Saved entries:
__________

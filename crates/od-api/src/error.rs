//! API error types.

use axum::{
    http::StatusCode,
    response::{IntoResponse, Response},
    Json,
};
use od_indexer::IndexerError;
use od_ingestion::IngestionError;
use serde::Serialize;
use thiserror::Error;

/// API errors that can be returned to clients.
#[derive(Debug, Error)]
pub enum ApiError {
    /// Invalid request parameters.
    #[error("invalid request: {0}")]
    BadRequest(String),

    /// Error from the indexer layer.
    #[error("indexer error: {0}")]
    Indexer(#[from] IndexerError),
}

/// Error response body.
#[derive(Debug, Serialize)]
struct ErrorResponse {
    error: String,
    #[serde(skip_serializing_if = "Option::is_none")]
    details: Option<String>,
}

impl ApiError {
    /// Status code and machine-readable error code.
    pub fn classify(&self) -> (StatusCode, &'static str) {
        match self {
            ApiError::BadRequest(_) => (StatusCode::BAD_REQUEST, "bad_request"),
            ApiError::Indexer(err) => match err {
                IndexerError::InvalidIdentifier(_) => (StatusCode::BAD_REQUEST, "invalid_identifier"),
                IndexerError::AccountNotFound { .. } => (StatusCode::NOT_FOUND, "not_found"),
                IndexerError::DeadlineExceeded(_) => (StatusCode::GATEWAY_TIMEOUT, "deadline_exceeded"),
                IndexerError::Ingestion(err) => match err {
                    IngestionError::NotFound { .. } => (StatusCode::NOT_FOUND, "not_found"),
                    IngestionError::RateLimited { .. } => {
                        (StatusCode::TOO_MANY_REQUESTS, "rate_limited")
                    }
                    IngestionError::ServiceUnavailable { .. } => {
                        (StatusCode::SERVICE_UNAVAILABLE, "upstream_unavailable")
                    }
                    IngestionError::Http { .. }
                    | IngestionError::Network(_)
                    | IngestionError::Parse { .. } => (StatusCode::BAD_GATEWAY, "upstream_error"),
                    IngestionError::Config(_) | IngestionError::NoData(_) => {
                        (StatusCode::INTERNAL_SERVER_ERROR, "internal_error")
                    }
                },
            },
        }
    }
}

impl IntoResponse for ApiError {
    fn into_response(self) -> Response {
        let (status, error) = self.classify();

        let details = match &self {
            ApiError::BadRequest(msg) => Some(msg.clone()),
            ApiError::Indexer(e) if status.is_server_error() => {
                tracing::error!("Indexer error: {}", e);
                Some(e.to_string())
            }
            ApiError::Indexer(e) => {
                tracing::debug!("Request rejected: {}", e);
                Some(e.to_string())
            }
        };

        let body = ErrorResponse {
            error: error.to_string(),
            details,
        };

        (status, Json(body)).into_response()
    }
}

__________

Your task is to write out every record exactly.

filename crates/od-api/src/error.rs
//! API error types.

use axum::{
    http::StatusCode,
    response::{IntoResponse, Response},
    Json,
};
use od_indexer::IndexerError;
use od_ingestion::IngestionError;
use serde::Serialize;
use thiserror::Error;

/// API errors that can be returned to clients.
#[derive(Debug, Error)]
pub enum ApiError {
    /// Invalid request parameters.
    #[error("invalid request: {0}")]
    BadRequest(String),

    /// Error from the indexer layer.
    #[error("indexer error: {0}")]
    Indexer(#[from] IndexerError),
}

/// Error response body.
#[derive(Debug, Serialize)]
struct ErrorResponse {
    error: String,
    #[serde(skip_serializing_if = "Option::is_none")]
    details: Option<String>,
}

impl ApiError {
    /// Status code and machine-readable error code.
    pub fn classify(&self) -> (StatusCode, &'static str) {
        match self {
            ApiError::BadRequest(_) => (StatusCode::BAD_REQUEST, "bad_request"),
            ApiError::Indexer(err) => match err {
                IndexerError::InvalidIdentifier(_) => (StatusCode::BAD_REQUEST, "invalid_identifier"),
                IndexerError::AccountNotFound { .. } => (StatusCode::NOT_FOUND, "not_found"),
                IndexerError::DeadlineExceeded(_) => (StatusCode::GATEWAY_TIMEOUT, "deadline_exceeded"),
                IndexerError::Ingestion(err) => match err {
                    IngestionError::NotFound { .. } => (StatusCode::NOT_FOUND, "not_found"),
                    IngestionError::RateLimited { .. } => {
                        (StatusCode::TOO_MANY_REQUESTS, "rate_limited")
                    }
                    IngestionError::ServiceUnavailable { .. } => {
                        (StatusCode::SERVICE_UNAVAILABLE, "upstream_unavailable")
                    }
                    IngestionError::Http { .. }
                    | IngestionError::Network(_)
                    | IngestionError::Parse { .. } => (StatusCode::BAD_GATEWAY, "upstream_error"),
                    IngestionError::Config(_) | IngestionError::NoData(_) => {
                        (StatusCode::INTERNAL_SERVER_ERROR, "internal_error")
                    }
                },
            },
        }
    }
}

impl IntoResponse for ApiError {
    fn into_response(self) -> Response {
        let (status, error) = self.classify();

        let details = match &self {
            ApiError::BadRequest(msg) => Some(msg.clone()),
            ApiError::Indexer(e) if status.is_server_error() => {
                tracing::error!("Indexer error: {}", e);
                Some(e.to_string())
            }
            ApiError::Indexer(e) => {
                tracing::debug!("Request rejected: {}", e);
                Some(e.to_string())
            }
        };

        let body = ErrorResponse {
            error: error.to_string(),
            details,
        };

        (status, Json(body)).into_response()
    }
}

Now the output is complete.